WORK TASK: What is needed here is an exact reprint of every record below.

Collected data entries:
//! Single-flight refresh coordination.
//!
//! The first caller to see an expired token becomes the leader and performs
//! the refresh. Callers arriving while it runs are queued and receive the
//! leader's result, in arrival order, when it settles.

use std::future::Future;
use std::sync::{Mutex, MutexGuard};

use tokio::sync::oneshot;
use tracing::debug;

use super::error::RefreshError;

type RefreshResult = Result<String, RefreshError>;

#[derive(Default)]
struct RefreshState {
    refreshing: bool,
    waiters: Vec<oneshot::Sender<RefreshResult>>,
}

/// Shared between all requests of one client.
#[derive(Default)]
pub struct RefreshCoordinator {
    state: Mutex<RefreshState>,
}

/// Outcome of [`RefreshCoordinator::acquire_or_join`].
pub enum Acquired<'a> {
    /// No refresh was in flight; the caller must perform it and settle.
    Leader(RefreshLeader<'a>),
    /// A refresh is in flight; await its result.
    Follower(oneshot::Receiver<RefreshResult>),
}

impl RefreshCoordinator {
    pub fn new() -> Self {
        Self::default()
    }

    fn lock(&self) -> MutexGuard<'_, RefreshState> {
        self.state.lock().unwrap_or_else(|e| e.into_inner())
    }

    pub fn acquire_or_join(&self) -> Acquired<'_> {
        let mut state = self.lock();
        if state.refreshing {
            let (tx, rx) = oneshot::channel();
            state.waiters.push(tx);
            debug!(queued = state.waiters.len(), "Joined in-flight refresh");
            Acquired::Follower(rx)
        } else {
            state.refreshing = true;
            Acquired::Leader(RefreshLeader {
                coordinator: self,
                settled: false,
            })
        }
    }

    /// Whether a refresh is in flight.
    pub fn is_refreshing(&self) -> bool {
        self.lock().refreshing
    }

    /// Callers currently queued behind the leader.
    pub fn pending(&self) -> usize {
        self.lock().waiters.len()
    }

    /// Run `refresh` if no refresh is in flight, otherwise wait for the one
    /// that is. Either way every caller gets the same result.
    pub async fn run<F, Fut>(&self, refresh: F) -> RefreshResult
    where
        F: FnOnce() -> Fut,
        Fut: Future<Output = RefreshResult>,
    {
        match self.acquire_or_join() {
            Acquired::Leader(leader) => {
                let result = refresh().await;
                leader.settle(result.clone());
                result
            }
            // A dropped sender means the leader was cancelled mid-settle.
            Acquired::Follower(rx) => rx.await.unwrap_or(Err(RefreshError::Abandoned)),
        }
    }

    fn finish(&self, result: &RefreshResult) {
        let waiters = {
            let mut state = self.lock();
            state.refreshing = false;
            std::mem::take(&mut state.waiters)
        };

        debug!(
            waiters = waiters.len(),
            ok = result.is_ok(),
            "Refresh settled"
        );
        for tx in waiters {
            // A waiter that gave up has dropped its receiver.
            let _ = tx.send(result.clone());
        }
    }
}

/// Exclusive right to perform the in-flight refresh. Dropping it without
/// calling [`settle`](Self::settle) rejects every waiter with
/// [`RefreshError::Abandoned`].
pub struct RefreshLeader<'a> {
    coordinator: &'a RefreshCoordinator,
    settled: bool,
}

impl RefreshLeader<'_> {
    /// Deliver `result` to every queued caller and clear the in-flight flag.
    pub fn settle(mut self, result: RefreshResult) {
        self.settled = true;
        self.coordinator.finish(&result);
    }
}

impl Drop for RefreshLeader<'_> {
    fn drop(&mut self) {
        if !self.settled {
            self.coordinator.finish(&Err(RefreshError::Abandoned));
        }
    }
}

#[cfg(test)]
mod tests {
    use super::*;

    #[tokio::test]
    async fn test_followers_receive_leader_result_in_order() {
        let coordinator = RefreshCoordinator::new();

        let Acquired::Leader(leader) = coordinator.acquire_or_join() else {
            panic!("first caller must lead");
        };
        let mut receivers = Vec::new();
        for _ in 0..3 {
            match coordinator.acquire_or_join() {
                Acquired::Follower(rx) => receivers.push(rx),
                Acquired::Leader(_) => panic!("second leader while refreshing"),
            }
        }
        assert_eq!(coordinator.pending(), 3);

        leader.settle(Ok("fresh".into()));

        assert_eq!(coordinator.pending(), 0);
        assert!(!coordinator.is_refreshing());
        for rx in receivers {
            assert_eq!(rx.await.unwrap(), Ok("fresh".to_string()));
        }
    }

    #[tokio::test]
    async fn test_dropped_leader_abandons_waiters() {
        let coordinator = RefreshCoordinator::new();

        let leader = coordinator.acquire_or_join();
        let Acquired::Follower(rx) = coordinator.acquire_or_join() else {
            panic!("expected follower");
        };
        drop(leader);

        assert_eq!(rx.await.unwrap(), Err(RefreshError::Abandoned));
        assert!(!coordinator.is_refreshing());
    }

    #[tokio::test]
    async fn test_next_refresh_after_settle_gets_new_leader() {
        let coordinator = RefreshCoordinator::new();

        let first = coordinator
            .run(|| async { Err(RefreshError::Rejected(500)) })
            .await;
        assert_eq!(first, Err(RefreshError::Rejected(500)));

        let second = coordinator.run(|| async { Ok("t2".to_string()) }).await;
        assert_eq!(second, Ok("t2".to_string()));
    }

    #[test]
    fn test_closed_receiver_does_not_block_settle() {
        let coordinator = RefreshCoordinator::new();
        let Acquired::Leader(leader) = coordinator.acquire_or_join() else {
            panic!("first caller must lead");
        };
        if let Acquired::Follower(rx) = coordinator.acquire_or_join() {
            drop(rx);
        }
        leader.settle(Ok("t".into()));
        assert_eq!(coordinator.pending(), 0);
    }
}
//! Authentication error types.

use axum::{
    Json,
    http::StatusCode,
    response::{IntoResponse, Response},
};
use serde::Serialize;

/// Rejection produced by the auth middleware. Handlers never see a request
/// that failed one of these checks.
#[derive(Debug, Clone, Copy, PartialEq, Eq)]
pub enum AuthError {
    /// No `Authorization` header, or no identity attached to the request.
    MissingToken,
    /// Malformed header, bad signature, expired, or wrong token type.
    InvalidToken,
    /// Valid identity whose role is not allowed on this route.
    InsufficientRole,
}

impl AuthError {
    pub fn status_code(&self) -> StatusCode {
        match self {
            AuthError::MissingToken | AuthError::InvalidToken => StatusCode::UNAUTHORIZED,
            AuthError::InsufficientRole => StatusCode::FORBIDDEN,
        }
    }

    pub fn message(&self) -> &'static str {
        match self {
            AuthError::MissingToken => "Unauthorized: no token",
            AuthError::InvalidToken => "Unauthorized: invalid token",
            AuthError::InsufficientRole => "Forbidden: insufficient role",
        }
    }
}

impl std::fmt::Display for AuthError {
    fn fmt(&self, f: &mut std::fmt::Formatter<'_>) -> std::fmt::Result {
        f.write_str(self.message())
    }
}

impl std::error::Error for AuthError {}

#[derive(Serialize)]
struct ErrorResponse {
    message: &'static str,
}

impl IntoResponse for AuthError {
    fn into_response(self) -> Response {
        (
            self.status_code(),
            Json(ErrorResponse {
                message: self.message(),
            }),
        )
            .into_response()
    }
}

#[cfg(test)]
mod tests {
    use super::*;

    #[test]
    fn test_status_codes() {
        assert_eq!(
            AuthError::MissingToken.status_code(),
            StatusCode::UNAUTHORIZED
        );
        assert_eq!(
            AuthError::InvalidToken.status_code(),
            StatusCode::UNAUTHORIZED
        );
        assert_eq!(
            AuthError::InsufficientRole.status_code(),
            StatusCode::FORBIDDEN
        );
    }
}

ANSWER BOX:
//! Single-flight refresh coordination.
//!
//! The first caller to see an expired token becomes the leader and performs
//! the refresh. Callers arriving while it runs are queued and receive the
//! leader's result, in arrival order, when it settles.

use std::future::Future;
use std::sync::{Mutex, MutexGuard};

use tokio::sync::oneshot;
use tracing::debug;

use super::error::RefreshError;

type RefreshResult = Result<String, RefreshError>;

#[derive(Default)]
struct RefreshState {
    refreshing: bool,
    waiters: Vec<oneshot::Sender<RefreshResult>>,
}

/// Shared between all requests of one client.
#[derive(Default)]
pub struct RefreshCoordinator {
    state: Mutex<RefreshState>,
}

/// Outcome of [`RefreshCoordinator::acquire_or_join`].
pub enum Acquired<'a> {
    /// No refresh was in flight; the caller must perform it and settle.
    Leader(RefreshLeader<'a>),
    /// A refresh is in flight; await its result.
    Follower(oneshot::Receiver<RefreshResult>),
}

impl RefreshCoordinator {
    pub fn new() -> Self {
        Self::default()
    }

    fn lock(&self) -> MutexGuard<'_, RefreshState> {
        self.state.lock().unwrap_or_else(|e| e.into_inner())
    }

    pub fn acquire_or_join(&self) -> Acquired<'_> {
        let mut state = self.lock();
        if state.refreshing {
            let (tx, rx) = oneshot::channel();
            state.waiters.push(tx);
            debug!(queued = state.waiters.len(), "Joined in-flight refresh");
            Acquired::Follower(rx)
        } else {
            state.refreshing = true;
            Acquired::Leader(RefreshLeader {
                coordinator: self,
                settled: false,
            })
        }
    }

    /// Whether a refresh is in flight.
    pub fn is_refreshing(&self) -> bool {
        self.lock().refreshing
    }

    /// Callers currently queued behind the leader.
    pub fn pending(&self) -> usize {
        self.lock().waiters.len()
    }

    /// Run `refresh` if no refresh is in flight, otherwise wait for the one
    /// that is. Either way every caller gets the same result.
    pub async fn run<F, Fut>(&self, refresh: F) -> RefreshResult
    where
        F: FnOnce() -> Fut,
        Fut: Future<Output = RefreshResult>,
    {
        match self.acquire_or_join() {
            Acquired::Leader(leader) => {
                let result = refresh().await;
                leader.settle(result.clone());
                result
            }
            // A dropped sender means the leader was cancelled mid-settle.
            Acquired::Follower(rx) => rx.await.unwrap_or(Err(RefreshError::Abandoned)),
        }
    }

    fn finish(&self, result: &RefreshResult) {
        let waiters = {
            let mut state = self.lock();
            state.refreshing = false;
            std::mem::take(&mut state.waiters)
        };

        debug!(
            waiters = waiters.len(),
            ok = result.is_ok(),
            "Refresh settled"
        );
        for tx in waiters {
            // A waiter that gave up has dropped its receiver.
            let _ = tx.send(result.clone());
        }
    }
}

/// Exclusive right to perform the in-flight refresh. Dropping it without
/// calling [`settle`](Self::settle) rejects every waiter with
/// [`RefreshError::Abandoned`].
pub struct RefreshLeader<'a> {
    coordinator: &'a RefreshCoordinator,
    settled: bool,
}

impl RefreshLeader<'_> {
    /// Deliver `result` to every queued caller and clear the in-flight flag.
    pub fn settle(mut self, result: RefreshResult) {
        self.settled = true;
        self.coordinator.finish(&result);
    }
}

impl Drop for RefreshLeader<'_> {
    fn drop(&mut self) {
        if !self.settled {
            self.coordinator.finish(&Err(RefreshError::Abandoned));
        }
    }
}

#[cfg(test)]
mod tests {
    use super::*;

    #[tokio::test]
    async fn test_followers_receive_leader_result_in_order() {
        let coordinator = RefreshCoordinator::new();

        let Acquired::Leader(leader) = coordinator.acquire_or_join() else {
            panic!("first caller must lead");
        };
        let mut receivers = Vec::new();
        for _ in 0..3 {
            match coordinator.acquire_or_join() {
                Acquired::Follower(rx) => receivers.push(rx),
                Acquired::Leader(_) => panic!("second leader while refreshing"),
            }
        }
        assert_eq!(coordinator.pending(), 3);

        leader.settle(Ok("fresh".into()));

        assert_eq!(coordinator.pending(), 0);
        assert!(!coordinator.is_refreshing());
        for rx in receivers {
            assert_eq!(rx.await.unwrap(), Ok("fresh".to_string()));
        }
    }

    #[tokio::test]
    async fn test_dropped_leader_abandons_waiters() {
        let coordinator = RefreshCoordinator::new();

        let leader = coordinator.acquire_or_join();
        let Acquired::Follower(rx) = coordinator.acquire_or_join() else {
            panic!("expected follower");
        };
        drop(leader);

        assert_eq!(rx.await.unwrap(), Err(RefreshError::Abandoned));
        assert!(!coordinator.is_refreshing());
    }

    #[tokio::test]
    async fn test_next_refresh_after_settle_gets_new_leader() {
        let coordinator = RefreshCoordinator::new();

        let first = coordinator
            .run(|| async { Err(RefreshError::Rejected(500)) })
            .await;
        assert_eq!(first, Err(RefreshError::Rejected(500)));

        let second = coordinator.run(|| async { Ok("t2".to_string()) }).await;
        assert_eq!(second, Ok("t2".to_string()));
    }

    #[test]
    fn test_closed_receiver_does_not_block_settle() {
        let coordinator = RefreshCoordinator::new();
        let Acquired::Leader(leader) = coordinator.acquire_or_join() else {
            panic!("first caller must lead");
        };
        if let Acquired::Follower(rx) = coordinator.acquire_or_join() {
            drop(rx);
        }
        leader.settle(Ok("t".into()));
        assert_eq!(coordinator.pending(), 0);
    }
}
//! Authentication error types.

use axum::{
    Json,
    http::StatusCode,
    response::{IntoResponse, Response},
};
use serde::Serialize;

/// Rejection produced by the auth middleware. Handlers never see a request
/// that failed one of these checks.
#[derive(Debug, Clone, Copy, PartialEq, Eq)]
pub enum AuthError {
    /// No `Authorization` header, or no identity attached to the request.
    MissingToken,
    /// Malformed header, bad signature, expired, or wrong token type.
    InvalidToken,
    /// Valid identity whose role is not allowed on this route.
    InsufficientRole,
}

impl AuthError {
    pub fn status_code(&self) -> StatusCode {
        match self {
            AuthError::MissingToken | AuthError::InvalidToken => StatusCode::UNAUTHORIZED,
            AuthError::InsufficientRole => StatusCode::FORBIDDEN,
        }
    }

    pub fn message(&self) -> &'static str {
        match self {
            AuthError::MissingToken => "Unauthorized: no token",
            AuthError::InvalidToken => "Unauthorized: invalid token",
            AuthError::InsufficientRole => "Forbidden: insufficient role",
        }
    }
}

impl std::fmt::Display for AuthError {
    fn fmt(&self, f: &mut std::fmt::Formatter<'_>) -> std::fmt::Result {
        f.write_str(self.message())
    }
}

impl std::error::Error for AuthError {}

#[derive(Serialize)]
struct ErrorResponse {
    message: &'static str,
}

impl IntoResponse for AuthError {
    fn into_response(self) -> Response {
        (
            self.status_code(),
            Json(ErrorResponse {
                message: self.message(),
            }),
        )
            .into_response()
    }
}

#[cfg(test)]
mod tests {
    use super::*;

    #[test]
    fn test_status_codes() {
        assert_eq!(
            AuthError::MissingToken.status_code(),
            StatusCode::UNAUTHORIZED
        );
        assert_eq!(
            AuthError::InvalidToken.status_code(),
            StatusCode::UNAUTHORIZED
        );
        assert_eq!(
            AuthError::InsufficientRole.status_code(),
            StatusCode::FORBIDDEN
        );
    }
}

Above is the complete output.